Cases cited: Allison v Murphy [2021] FCAFC 232
BAH21 v Minister for Immigration, Citizenship and Multicultural Affairs [2023] FedCFamC2G 753
Beni v Minister for Border Protection [2018] FCAFC 228
DFQ17 v Minister for Immigration and Border Protection (2019) 270 FCR 492
EOQ20 v Minister for Immigration and Multicultural Affairs [2024] FedCFamC2G 1454
Hunter Valley Development Pty Ltd v Cohen [1984] FCA 176; (1984) 3 FCR 344
Iyer v Minister for Immigration and Multicultural Affairs [2001] FCA 929
Minister for Immigration and Ethnic Affairs v Wu Shan Liang (1996) 185 CLR 259
MZABP v Minister for Immigration and Border Protection (2015) 242 FCR 585; [2015] FCA 1391
MZAIB v Minister for Immigration & Border Protection [2015] FCA 1392
SZEYK v Minister for immigration and Citizenship [2008] FCA 1940
Tu’uta Katoa v Minister for Immigration, Citizenship, Migrant Services and Multicultural Affairs [2022] HCA 28
Xie v Minister for Immigration, Multicultural and Indigenous Affairs [2005] FCAFC 172
Division: Division 2 General Federal Law Number of paragraphs: 51 Date of last submission/s: 4 February 2025 Date of hearing: 4 February 2025 Place: Melbourne Solicitor for the Applicants The applicant appeared self-represented Solicitor for the Respondents Mr C Dietrich, Minter Ellison ORDERS
MLG 3787 of 2020 FEDERAL CIRCUIT AND FAMILY COURT OF AUSTRALIA (DIVISION 2)
BETWEEN: EOQ20
Applicant
AND: MINISTER FOR IMMIGRATION AND MULTICULTURAL AFFAIRS
First Respondent
ADMINISTRATIVE REVIEW TRIBUNAL
Second Respondent
ORDER MADE BY:
JUDGE CORBETT
DATE OF ORDER:
25 FEBRUARY 2025
THE COURT ORDERS THAT:
1.The application for review filed 27 December 2024 seeking to review the exercise of the Registrar’s power to summarily dismiss the proceeding be dismissed; and
2.The applicant pay the first respondent’s costs and disbursements of and incidental to the application for review fixed in the sum of $2,680.00.

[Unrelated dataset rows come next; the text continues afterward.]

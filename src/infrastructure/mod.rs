//! Port implementations. Only in-memory storage ships with the engine;
//! a relational backend plugs in behind the same traits.

pub mod in_memory;
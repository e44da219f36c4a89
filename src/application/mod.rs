//! Application layer: orchestration of the transaction lifecycle.
//!
//! The transaction service handles create/read/update, the approval
//! workflow wraps version-checked status transitions with their
//! commission side effects, and the scheduler expands commissions into
//! installment rows.

pub mod approval;
pub mod error_stats;
pub mod scheduler;
pub mod service;
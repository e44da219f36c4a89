//! Boundary adapters. The engine itself is transport-agnostic; CSV is
//! the demo intake/report format used by the CLI.

pub mod csv;
use serde::{Deserialize, Serialize};
use std::fmt;

/// Lifecycle status of a transaction.
///
/// `Completed` and `Cancelled` are terminal: no role may move a
/// transaction out of either.
#[derive(Debug, Serialize, Deserialize, PartialEq, Eq, Hash, Clone, Copy)]
#[serde(rename_all = "snake_case")]
pub enum TransactionStatus {
    Draft,
    Pending,
    Submitted,
    UnderReview,
    Approved,
    Rejected,
    Completed,
    Cancelled,
}

impl TransactionStatus {
    pub const ALL: [TransactionStatus; 8] = [
        TransactionStatus::Draft,
        TransactionStatus::Pending,
        TransactionStatus::Submitted,
        TransactionStatus::UnderReview,
        TransactionStatus::Approved,
        TransactionStatus::Rejected,
        TransactionStatus::Completed,
        TransactionStatus::Cancelled,
    ];

    pub fn is_terminal(&self) -> bool {
        matches!(self, Self::Completed | Self::Cancelled)
    }
}

impl fmt::Display for TransactionStatus {
    fn fmt(&self, f: &mut fmt::Formatter<'_>) -> fmt::Result {
        let name = match self {
            Self::Draft => "Draft",
            Self::Pending => "Pending",
            Self::Submitted => "Submitted",
            Self::UnderReview => "Under Review",
            Self::Approved => "Approved",
            Self::Rejected => "Rejected",
            Self::Completed => "Completed",
            Self::Cancelled => "Cancelled",
        };
        f.write_str(name)
    }
}

#[derive(Debug, Serialize, Deserialize, PartialEq, Eq, Hash, Clone, Copy)]
#[serde(rename_all = "lowercase")]
pub enum ActorRole {
    Agent,
    Admin,
}

impl fmt::Display for ActorRole {
    fn fmt(&self, f: &mut fmt::Formatter<'_>) -> fmt::Result {
        match self {
            Self::Agent => f.write_str("agent"),
            Self::Admin => f.write_str("admin"),
        }
    }
}

/// Which roles may trigger a given edge.
#[derive(Debug, PartialEq, Clone, Copy)]
enum Gate {
    Agent,
    Admin,
    AgentOrAdmin,
}

impl Gate {
    fn permits(&self, role: ActorRole) -> bool {
        match self {
            Gate::Agent => role == ActorRole::Agent,
            Gate::Admin => role == ActorRole::Admin,
            Gate::AgentOrAdmin => true,
        }
    }
}

/// The single authoritative transition table. Any (source, target) pair
/// absent here is illegal for every role.
fn edges(current: TransactionStatus) -> &'static [(TransactionStatus, Gate)] {
    use TransactionStatus::*;
    match current {
        Draft => &[(Pending, Gate::Agent), (Cancelled, Gate::AgentOrAdmin)],
        Pending => &[
            (Submitted, Gate::Agent),
            (Draft, Gate::Agent),
            (Cancelled, Gate::AgentOrAdmin),
        ],
        Submitted => &[
            (UnderReview, Gate::Admin),
            (Rejected, Gate::Admin),
            (Cancelled, Gate::AgentOrAdmin),
        ],
        UnderReview => &[
            (Approved, Gate::Admin),
            (Rejected, Gate::Admin),
            (Submitted, Gate::Admin),
        ],
        Approved => &[(Completed, Gate::Admin), (UnderReview, Gate::Admin)],
        Rejected => &[(Submitted, Gate::Agent), (Cancelled, Gate::Agent)],
        Completed | Cancelled => &[],
    }
}

/// Consults both the adjacency table and the role gate; anything not
/// explicitly listed is denied.
pub fn can_transition(
    current: TransactionStatus,
    target: TransactionStatus,
    role: ActorRole,
) -> bool {
    edges(current)
        .iter()
        .any(|(dest, gate)| *dest == target && gate.permits(role))
}

/// Legal destinations from `current` visible to `role`. Drives UI
/// affordances, but authorization always goes back through
/// [`can_transition`].
pub fn available_statuses(current: TransactionStatus, role: ActorRole) -> Vec<TransactionStatus> {
    edges(current)
        .iter()
        .filter(|(_, gate)| gate.permits(role))
        .map(|(dest, _)| *dest)
        .collect()
}
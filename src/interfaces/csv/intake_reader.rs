use crate::domain::commission::{AgentTier, CoBrokingTerms};
use crate::domain::transaction::NewTransaction;
use crate::error::{EngineError, Result};
use chrono::NaiveDate;
use rust_decimal::Decimal;
use serde::Deserialize;
use std::io::Read;
use uuid::Uuid;

/// One submitted transaction as it arrives from an intake CSV.
#[derive(Debug, Deserialize, PartialEq, Clone)]
pub struct IntakeRow {
    pub date: NaiveDate,
    pub property: String,
    pub r#type: String,
    pub value: Decimal,
    pub rate: Decimal,
    pub tier: String,
    #[serde(default)]
    pub co_broking: bool,
    #[serde(default)]
    pub split: Option<Decimal>,
}

impl IntakeRow {
    pub fn into_new_transaction(self, agent_id: Uuid) -> NewTransaction {
        NewTransaction {
            transaction_date: self.date,
            property_ref: self.property,
            transaction_type: self.r#type,
            transaction_value: self.value,
            commission_rate: self.rate,
            agent_id,
            co_agent_id: None,
            agent_tier: AgentTier::from_name(&self.tier),
            co_broking: CoBrokingTerms {
                enabled: self.co_broking,
                commission_split: self.split,
            },
            payment_schedule_id: None,
            commission_amount: None,
        }
    }
}

/// Streaming reader over intake rows.
///
/// Wraps `csv::Reader` with whitespace trimming and flexible record
/// lengths; rows are yielded lazily so large files never sit in memory.
pub struct IntakeReader<R: Read> {
    reader: csv::Reader<R>,
}

impl<R: Read> IntakeReader<R> {
    pub fn new(source: R) -> Self {
        let reader = csv::ReaderBuilder::new()
            .trim(csv::Trim::All)
            .flexible(true)
            .from_reader(source);
        Self { reader }
    }

    pub fn rows(self) -> impl Iterator<Item = Result<IntakeRow>> {
        self.reader
            .into_deserialize()
            .map(|result| result.map_err(EngineError::from))
    }
}
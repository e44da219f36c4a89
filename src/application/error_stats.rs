use std::collections::HashMap;
use std::sync::Mutex;
use std::time::{Duration, Instant};
use tracing::warn;

/// Thresholds for the rolling-window error signal. A component without
/// an explicit threshold uses the default.
#[derive(Debug, Clone)]
pub struct ErrorRateConfig {
    pub window: Duration,
    pub default_threshold: usize,
    pub component_thresholds: HashMap<String, usize>,
}

impl Default for ErrorRateConfig {
    fn default() -> Self {
        Self {
            window: Duration::from_secs(60),
            default_threshold: 10,
            component_thresholds: HashMap::new(),
        }
    }
}

impl ErrorRateConfig {
    pub fn with_threshold(mut self, component: &str, threshold: usize) -> Self {
        self.component_thresholds
            .insert(component.to_string(), threshold);
        self
    }

    fn threshold_for(&self, component: &str) -> usize {
        self.component_thresholds
            .get(component)
            .copied()
            .unwrap_or(self.default_threshold)
    }
}

/// Counts errors per logical component over a rolling window and warns
/// when a component crosses its threshold. Pure observability: callers
/// never branch on it.
pub struct ErrorRateTracker {
    config: ErrorRateConfig,
    samples: Mutex<HashMap<String, Vec<Instant>>>,
}

impl ErrorRateTracker {
    pub fn new(config: ErrorRateConfig) -> Self {
        Self {
            config,
            samples: Mutex::new(HashMap::new()),
        }
    }

    pub fn record(&self, component: &str, error: &dyn std::fmt::Display) {
        let now = Instant::now();
        let mut samples = match self.samples.lock() {
            Ok(guard) => guard,
            // A poisoned tracker must never take the engine down with it.
            Err(poisoned) => poisoned.into_inner(),
        };
        let window = self.config.window;
        let entry = samples.entry(component.to_string()).or_default();
        entry.retain(|t| now.duration_since(*t) <= window);
        entry.push(now);

        let count = entry.len();
        let threshold = self.config.threshold_for(component);
        if count == threshold {
            warn!(
                component,
                count,
                threshold,
                window_secs = window.as_secs(),
                "component error rate crossed threshold"
            );
        }
        tracing::debug!(component, %error, "error recorded");
    }

    /// Errors observed for `component` within the current window.
    pub fn count(&self, component: &str) -> usize {
        let now = Instant::now();
        let mut samples = match self.samples.lock() {
            Ok(guard) => guard,
            Err(poisoned) => poisoned.into_inner(),
        };
        match samples.get_mut(component) {
            Some(entry) => {
                entry.retain(|t| now.duration_since(*t) <= self.config.window);
                entry.len()
            }
            None => 0,
        }
    }

    pub fn is_flagged(&self, component: &str) -> bool {
        self.count(component) >= self.config.threshold_for(component)
    }
}

impl Default for ErrorRateTracker {
    fn default() -> Self {
        Self::new(ErrorRateConfig::default())
    }
}
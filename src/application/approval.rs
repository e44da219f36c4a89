use crate::application::error_stats::ErrorRateTracker;
use crate::application::scheduler::InstallmentScheduler;
use crate::domain::audit::{
    ACTION_COMMISSION_ADJUSTED, ACTION_COMMISSION_CREATED, ACTION_COMMISSION_VOIDED,
    ACTION_STATUS_CHANGED, ActivityLogEntry, AuditLogEntry, ENTITY_COMMISSION, ENTITY_TRANSACTION,
};
use crate::domain::commission::{calculate, round_currency};
use crate::domain::ports::{
    AuditStoreRef, CommissionStoreRef, RoleResolverRef, TransactionStoreRef,
};
use crate::domain::schedule::{Commission, CommissionAdjustment, CommissionStatus};
use crate::domain::status::{ActorRole, TransactionStatus, can_transition};
use crate::domain::transaction::Transaction;
use crate::error::{EngineError, Result};
use chrono::Utc;
use rust_decimal::Decimal;
use serde_json::json;
use std::sync::Arc;
use tracing::{error, info, instrument, warn};
use uuid::Uuid;

pub const COMPONENT: &str = "approval_workflow";

/// One entry of a batch approval request.
#[derive(Debug, Clone, Copy)]
pub struct BatchApproveItem {
    pub id: Uuid,
    pub expected_version: i64,
}

/// Per-transaction outcome of a batch approval. Failures stay inside the
/// item; they never abort the batch.
#[derive(Debug)]
pub struct BatchOutcome {
    pub id: Uuid,
    pub result: Result<Transaction>,
}

/// Version-checked approval and rejection.
///
/// Every write is conditioned on the caller's `expected_version` through
/// the store's compare-and-swap, so two actors racing on one transaction
/// resolve to exactly one winner; the loser gets a version conflict and
/// re-fetches. Commission and installment side effects run only on the
/// winning approve path.
pub struct ApprovalWorkflow {
    transactions: TransactionStoreRef,
    commissions: CommissionStoreRef,
    scheduler: InstallmentScheduler,
    audit: AuditStoreRef,
    roles: RoleResolverRef,
    errors: Arc<ErrorRateTracker>,
}

impl ApprovalWorkflow {
    pub fn new(
        transactions: TransactionStoreRef,
        commissions: CommissionStoreRef,
        scheduler: InstallmentScheduler,
        audit: AuditStoreRef,
        roles: RoleResolverRef,
        errors: Arc<ErrorRateTracker>,
    ) -> Self {
        Self {
            transactions,
            commissions,
            scheduler,
            audit,
            roles,
            errors,
        }
    }

    /// Approves a transaction: version-checked move into `Approved`,
    /// commission record creation, and installment generation when a
    /// payment schedule is attached.
    #[instrument(skip(self, notes))]
    pub async fn approve(
        &self,
        id: Uuid,
        expected_version: i64,
        actor_id: Uuid,
        notes: Option<&str>,
    ) -> Result<Transaction> {
        let outcome = self
            .approve_inner(id, expected_version, actor_id, notes)
            .await;
        if let Err(err) = &outcome {
            self.errors.record(COMPONENT, err);
        }
        outcome
    }

    async fn approve_inner(
        &self,
        id: Uuid,
        expected_version: i64,
        actor_id: Uuid,
        notes: Option<&str>,
    ) -> Result<Transaction> {
        let role = self.resolve_role(actor_id).await?;
        let current = self.load(id).await?;
        self.check_version(&current, expected_version)?;
        self.authorize(&current, TransactionStatus::Approved, role)?;

        let breakdown = calculate(&current.commission_input());
        let total = round_currency(breakdown.total_commission);

        let previous = current.snapshot();
        let now = Utc::now();
        let mut updated = current.clone();
        updated.status = TransactionStatus::Approved;
        updated.commission_amount = Some(total);
        updated.updated_at = now;
        updated.append_note(now, actor_id, &note_line("Approved", notes));

        // Sole concurrency gate: from here on this call owns the record.
        let stored = self
            .transactions
            .compare_and_swap(id, expected_version, updated)
            .await?;

        let commission = Commission {
            id: Uuid::new_v4(),
            transaction_id: id,
            agent_id: stored.agent_id,
            amount: total,
            status: CommissionStatus::Pending,
            payment_schedule_id: stored.payment_schedule_id,
            created_at: now,
        };
        self.commissions.insert(commission.clone()).await?;

        self.audit
            .append(AuditLogEntry::new(
                actor_id,
                ACTION_STATUS_CHANGED,
                ENTITY_TRANSACTION,
                id,
                previous,
                stored.snapshot(),
                json!({"role": role, "notes": notes}),
            ))
            .await?;
        self.audit
            .append(AuditLogEntry::new(
                actor_id,
                ACTION_COMMISSION_CREATED,
                ENTITY_COMMISSION,
                commission.id,
                json!(null),
                serde_json::to_value(&breakdown)
                    .map_err(|e| EngineError::Validation(e.to_string()))?,
                json!({"transaction_id": id}),
            ))
            .await?;
        self.audit
            .append_activity(ActivityLogEntry::new(
                actor_id,
                ACTION_STATUS_CHANGED,
                format!("approved {} ({})", stored.property_ref, total),
            ))
            .await?;

        let stored = if stored.payment_schedule_id.is_some() {
            match self.scheduler.generate(&stored, &commission, actor_id).await {
                Ok(with_installments) => with_installments,
                Err(err) => {
                    self.flag_for_review(&stored, actor_id).await;
                    return Err(err);
                }
            }
        } else {
            stored
        };

        info!(%id, amount = %total, "transaction approved");
        Ok(stored)
    }

    /// Rejects a transaction. Never creates commission records; a
    /// commission generated by an earlier approval is voided in place,
    /// installment rows untouched.
    #[instrument(skip(self, notes))]
    pub async fn reject(
        &self,
        id: Uuid,
        expected_version: i64,
        actor_id: Uuid,
        notes: Option<&str>,
    ) -> Result<Transaction> {
        let outcome = self
            .reject_inner(id, expected_version, actor_id, notes)
            .await;
        if let Err(err) = &outcome {
            self.errors.record(COMPONENT, err);
        }
        outcome
    }

    async fn reject_inner(
        &self,
        id: Uuid,
        expected_version: i64,
        actor_id: Uuid,
        notes: Option<&str>,
    ) -> Result<Transaction> {
        let role = self.resolve_role(actor_id).await?;
        let current = self.load(id).await?;
        self.check_version(&current, expected_version)?;
        self.authorize(&current, TransactionStatus::Rejected, role)?;

        let previous = current.snapshot();
        let now = Utc::now();
        let mut updated = current.clone();
        updated.status = TransactionStatus::Rejected;
        updated.updated_at = now;
        updated.append_note(now, actor_id, &note_line("Rejected", notes));

        let stored = self
            .transactions
            .compare_and_swap(id, expected_version, updated)
            .await?;

        self.audit
            .append(AuditLogEntry::new(
                actor_id,
                ACTION_STATUS_CHANGED,
                ENTITY_TRANSACTION,
                id,
                previous,
                stored.snapshot(),
                json!({"role": role, "notes": notes}),
            ))
            .await?;
        self.audit
            .append_activity(ActivityLogEntry::new(
                actor_id,
                ACTION_STATUS_CHANGED,
                format!("rejected {}", stored.property_ref),
            ))
            .await?;

        if let Some(commission) = self.commissions.get_by_transaction(id).await? {
            if commission.status != CommissionStatus::Voided {
                self.void_commission(&commission, actor_id).await?;
            }
        }

        info!(%id, "transaction rejected");
        Ok(stored)
    }

    /// Approves each id independently; one stale or bad id never rolls
    /// back the others.
    pub async fn batch_approve(
        &self,
        items: Vec<BatchApproveItem>,
        actor_id: Uuid,
        notes: Option<&str>,
    ) -> Vec<BatchOutcome> {
        let mut outcomes = Vec::with_capacity(items.len());
        for item in items {
            let result = self
                .approve(item.id, item.expected_version, actor_id, notes)
                .await;
            if let Err(err) = &result {
                warn!(id = %item.id, %err, "batch item failed");
            }
            outcomes.push(BatchOutcome {
                id: item.id,
                result,
            });
        }
        outcomes
    }

    /// Corrects a commission amount through an append-only adjustment
    /// record. The previous amount stays on the record; history is never
    /// rewritten.
    pub async fn adjust_commission(
        &self,
        commission_id: Uuid,
        new_amount: Decimal,
        reason: &str,
        actor_id: Uuid,
    ) -> Result<CommissionAdjustment> {
        if new_amount < Decimal::ZERO {
            let err = EngineError::Validation("adjusted amount must not be negative".into());
            self.errors.record(COMPONENT, &err);
            return Err(err);
        }
        let commission = self
            .commissions
            .get(commission_id)
            .await?
            .ok_or_else(|| EngineError::not_found("commission", commission_id))?;

        let adjustment = CommissionAdjustment {
            id: Uuid::new_v4(),
            commission_id,
            previous_amount: commission.amount,
            new_amount,
            reason: reason.to_string(),
            adjusted_by: actor_id,
            adjusted_at: Utc::now(),
        };
        self.commissions.append_adjustment(adjustment.clone()).await?;
        self.audit
            .append(AuditLogEntry::new(
                actor_id,
                ACTION_COMMISSION_ADJUSTED,
                ENTITY_COMMISSION,
                commission_id,
                json!({"amount": commission.amount.to_string()}),
                json!({"amount": new_amount.to_string()}),
                json!({"reason": reason}),
            ))
            .await?;
        Ok(adjustment)
    }

    async fn void_commission(&self, commission: &Commission, actor_id: Uuid) -> Result<()> {
        self.commissions
            .append_adjustment(CommissionAdjustment {
                id: Uuid::new_v4(),
                commission_id: commission.id,
                previous_amount: commission.amount,
                new_amount: Decimal::ZERO,
                reason: "transaction rejected after approval".to_string(),
                adjusted_by: actor_id,
                adjusted_at: Utc::now(),
            })
            .await?;
        self.commissions
            .set_status(commission.id, CommissionStatus::Voided)
            .await?;
        self.audit
            .append(AuditLogEntry::new(
                actor_id,
                ACTION_COMMISSION_VOIDED,
                ENTITY_COMMISSION,
                commission.id,
                json!({"status": "pending", "amount": commission.amount.to_string()}),
                json!({"status": "voided", "amount": "0"}),
                json!({"transaction_id": commission.transaction_id}),
            ))
            .await?;
        Ok(())
    }

    /// Best-effort recovery after a post-approval side effect failed: tag
    /// the record for manual review. A failure here is logged and must
    /// never mask the original error.
    async fn flag_for_review(&self, stored: &Transaction, actor_id: Uuid) {
        let mut flagged = stored.clone();
        let now = Utc::now();
        flagged.updated_at = now;
        flagged.append_note(
            now,
            actor_id,
            "installment generation failed; flagged for manual review",
        );
        if let Err(recovery_err) = self
            .transactions
            .compare_and_swap(stored.id, stored.version, flagged)
            .await
        {
            error!(id = %stored.id, %recovery_err, "manual-review flagging failed");
        }
    }

    async fn resolve_role(&self, actor_id: Uuid) -> Result<ActorRole> {
        self.roles
            .resolve(actor_id)
            .await?
            .ok_or_else(|| EngineError::not_found("actor", actor_id))
    }

    async fn load(&self, id: Uuid) -> Result<Transaction> {
        self.transactions
            .get(id)
            .await?
            .ok_or_else(|| EngineError::not_found("transaction", id))
    }

    /// Fast-fail on a stale read so a concurrent modification reports as
    /// a conflict, not as an authorization error on the newer state. The
    /// store's compare-and-swap re-checks at write time regardless.
    fn check_version(&self, current: &Transaction, expected_version: i64) -> Result<()> {
        if current.version == expected_version {
            Ok(())
        } else {
            Err(EngineError::VersionConflict {
                id: current.id,
                expected: expected_version,
                actual: current.version,
            })
        }
    }

    fn authorize(
        &self,
        current: &Transaction,
        target: TransactionStatus,
        role: ActorRole,
    ) -> Result<()> {
        if can_transition(current.status, target, role) {
            Ok(())
        } else {
            Err(EngineError::Forbidden {
                current: current.status,
                requested: target,
                role,
            })
        }
    }
}

fn note_line(action: &str, notes: Option<&str>) -> String {
    match notes {
        Some(notes) => format!("{action}: {notes}"),
        None => action.to_string(),
    }
}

Note: The form of the order is subject to the entry in the Court’s records.
Note: The Court may vary or set aside a judgment or order to remedy minor typographical or grammatical errors (r 17.05(2)(g) Federal Circuit and Family Court of Australia (Division 2) (General Federal Law) Rules 2021 (Cth)), or to record a variation to the order pursuant to r 17.05 Federal Circuit and Family Court of Australia (Division 2) (General Federal Law) Rules 2021 (Cth).
REASONS FOR JUDGMENT
JUDGE CORBETT
The applicant sought judicial review of a decision of the second respondent (Tribunal) made on 14 October 2020. The Tribunal determined it did not have jurisdiction to review the decision of a delegate of the first respondent (Minister) to refuse to grant the applicant a Protection (Class XA) (Subclass 866) visa (visa).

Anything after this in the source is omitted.